WORK INSTRUCTION — Provide the count of lines below that include the word "impl", without any accompanying remarks.

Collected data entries

━━━━━━━━━━

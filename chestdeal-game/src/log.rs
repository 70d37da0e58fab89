use chestdeal_core::ChestTransaction;
use serde::{Deserialize, Serialize};
use std::collections::VecDeque;

/// Bounded history of resolved scans, newest first.
#[derive(Debug, Clone, PartialEq, Eq, Serialize, Deserialize)]
pub struct TransactionLog {
    entries: VecDeque<ChestTransaction>,
    capacity: usize,
}

impl TransactionLog {
    pub fn new(capacity: usize) -> Self {
        Self {
            entries: VecDeque::with_capacity(capacity),
            capacity,
        }
    }

    pub fn record(&mut self, entry: ChestTransaction) {
        self.entries.push_front(entry);
        self.entries.truncate(self.capacity);
    }

    pub fn latest(&self) -> Option<&ChestTransaction> {
        self.entries.front()
    }

    pub fn iter(&self) -> impl Iterator<Item = &ChestTransaction> {
        self.entries.iter()
    }

    pub fn len(&self) -> usize {
        self.entries.len()
    }

    pub fn is_empty(&self) -> bool {
        self.entries.is_empty()
    }

    pub fn capacity(&self) -> usize {
        self.capacity
    }

    pub fn clear(&mut self) {
        self.entries.clear();
    }

    pub fn to_vec(&self) -> Vec<ChestTransaction> {
        self.entries.iter().cloned().collect()
    }
}

#[cfg(test)]
mod tests {
    use super::*;
    use chestdeal_core::{Phase, Player, PlayerColor};

    #[test]
    fn test_newest_first_and_bounded() {
        let mut log = TransactionLog::new(3);
        for color in PlayerColor::ALL {
            log.record(ChestTransaction::return_to(
                Player::with_code(color, color.as_str()),
                Phase::ReturnChests,
            ));
        }

        assert_eq!(log.len(), 3);
        assert_eq!(log.latest().unwrap().to.color, PlayerColor::Yellow);
        let order: Vec<_> = log.iter().map(|t| t.to.color).collect();
        assert_eq!(
            order,
            vec![PlayerColor::Yellow, PlayerColor::Green, PlayerColor::Blue]
        );

        log.clear();
        assert!(log.is_empty());
        assert_eq!(log.capacity(), 3);
    }
}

━━━━━━━━━━

EXPECTED ANSWER — 2